### DIRECTIONS:
Note each line of the entries that includes "false". Then copy those lines.
══════════
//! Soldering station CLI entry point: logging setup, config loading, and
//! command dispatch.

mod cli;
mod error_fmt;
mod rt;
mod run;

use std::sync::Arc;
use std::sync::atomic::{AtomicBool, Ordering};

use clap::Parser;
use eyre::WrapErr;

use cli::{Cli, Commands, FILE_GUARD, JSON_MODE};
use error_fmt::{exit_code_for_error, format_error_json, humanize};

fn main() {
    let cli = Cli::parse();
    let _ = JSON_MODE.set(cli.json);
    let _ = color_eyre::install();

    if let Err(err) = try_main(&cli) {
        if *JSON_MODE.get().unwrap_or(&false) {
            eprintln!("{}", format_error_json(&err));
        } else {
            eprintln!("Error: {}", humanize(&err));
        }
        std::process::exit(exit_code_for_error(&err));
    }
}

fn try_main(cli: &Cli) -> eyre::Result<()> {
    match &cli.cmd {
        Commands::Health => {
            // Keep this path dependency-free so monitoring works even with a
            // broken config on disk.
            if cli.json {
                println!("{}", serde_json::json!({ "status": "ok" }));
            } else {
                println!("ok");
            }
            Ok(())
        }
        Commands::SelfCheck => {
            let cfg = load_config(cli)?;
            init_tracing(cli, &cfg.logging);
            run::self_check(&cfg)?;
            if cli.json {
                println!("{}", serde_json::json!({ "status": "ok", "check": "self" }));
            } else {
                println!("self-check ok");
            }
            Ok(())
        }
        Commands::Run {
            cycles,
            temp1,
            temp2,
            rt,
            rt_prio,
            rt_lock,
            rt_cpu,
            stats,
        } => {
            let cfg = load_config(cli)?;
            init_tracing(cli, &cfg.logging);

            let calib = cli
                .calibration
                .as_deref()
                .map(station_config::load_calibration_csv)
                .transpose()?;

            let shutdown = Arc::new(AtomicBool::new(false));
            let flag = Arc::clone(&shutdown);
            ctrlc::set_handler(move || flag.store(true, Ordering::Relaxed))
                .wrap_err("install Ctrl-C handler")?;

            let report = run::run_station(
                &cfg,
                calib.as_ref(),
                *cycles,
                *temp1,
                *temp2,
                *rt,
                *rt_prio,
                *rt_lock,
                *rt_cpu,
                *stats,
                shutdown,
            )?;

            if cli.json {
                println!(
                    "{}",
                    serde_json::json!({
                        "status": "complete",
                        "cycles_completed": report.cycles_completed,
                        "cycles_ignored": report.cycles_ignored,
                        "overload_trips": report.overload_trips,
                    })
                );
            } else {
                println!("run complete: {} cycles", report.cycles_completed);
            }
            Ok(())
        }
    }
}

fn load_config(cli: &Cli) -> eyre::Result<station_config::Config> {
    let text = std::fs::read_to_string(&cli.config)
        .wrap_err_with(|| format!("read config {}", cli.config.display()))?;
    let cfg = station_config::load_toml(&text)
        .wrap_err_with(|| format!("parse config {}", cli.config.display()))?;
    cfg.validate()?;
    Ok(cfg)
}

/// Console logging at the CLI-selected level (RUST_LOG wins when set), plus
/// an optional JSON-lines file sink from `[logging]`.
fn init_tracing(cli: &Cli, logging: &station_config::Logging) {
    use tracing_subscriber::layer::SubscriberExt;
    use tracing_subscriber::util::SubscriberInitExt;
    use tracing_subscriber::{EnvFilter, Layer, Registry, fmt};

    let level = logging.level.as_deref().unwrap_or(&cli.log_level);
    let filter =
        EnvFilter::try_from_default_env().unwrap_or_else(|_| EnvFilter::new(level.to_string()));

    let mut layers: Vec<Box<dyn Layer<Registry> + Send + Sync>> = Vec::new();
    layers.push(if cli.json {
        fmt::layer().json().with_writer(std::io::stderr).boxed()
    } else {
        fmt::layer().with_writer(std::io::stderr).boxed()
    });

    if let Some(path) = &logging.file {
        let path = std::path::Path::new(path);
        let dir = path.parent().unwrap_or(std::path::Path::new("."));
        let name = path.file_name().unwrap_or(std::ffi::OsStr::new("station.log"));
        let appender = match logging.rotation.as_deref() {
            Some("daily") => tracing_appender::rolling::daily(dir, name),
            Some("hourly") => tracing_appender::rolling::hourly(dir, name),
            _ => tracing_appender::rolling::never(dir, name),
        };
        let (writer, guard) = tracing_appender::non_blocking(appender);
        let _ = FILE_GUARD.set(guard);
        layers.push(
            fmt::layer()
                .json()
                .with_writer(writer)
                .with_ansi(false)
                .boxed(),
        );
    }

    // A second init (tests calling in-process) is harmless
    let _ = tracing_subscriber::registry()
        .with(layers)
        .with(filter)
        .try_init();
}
══════════
### SOLVED PROBLEM:
        if *JSON_MODE.get().unwrap_or(&false) {
            let shutdown = Arc::new(AtomicBool::new(false));
                .with_ansi(false)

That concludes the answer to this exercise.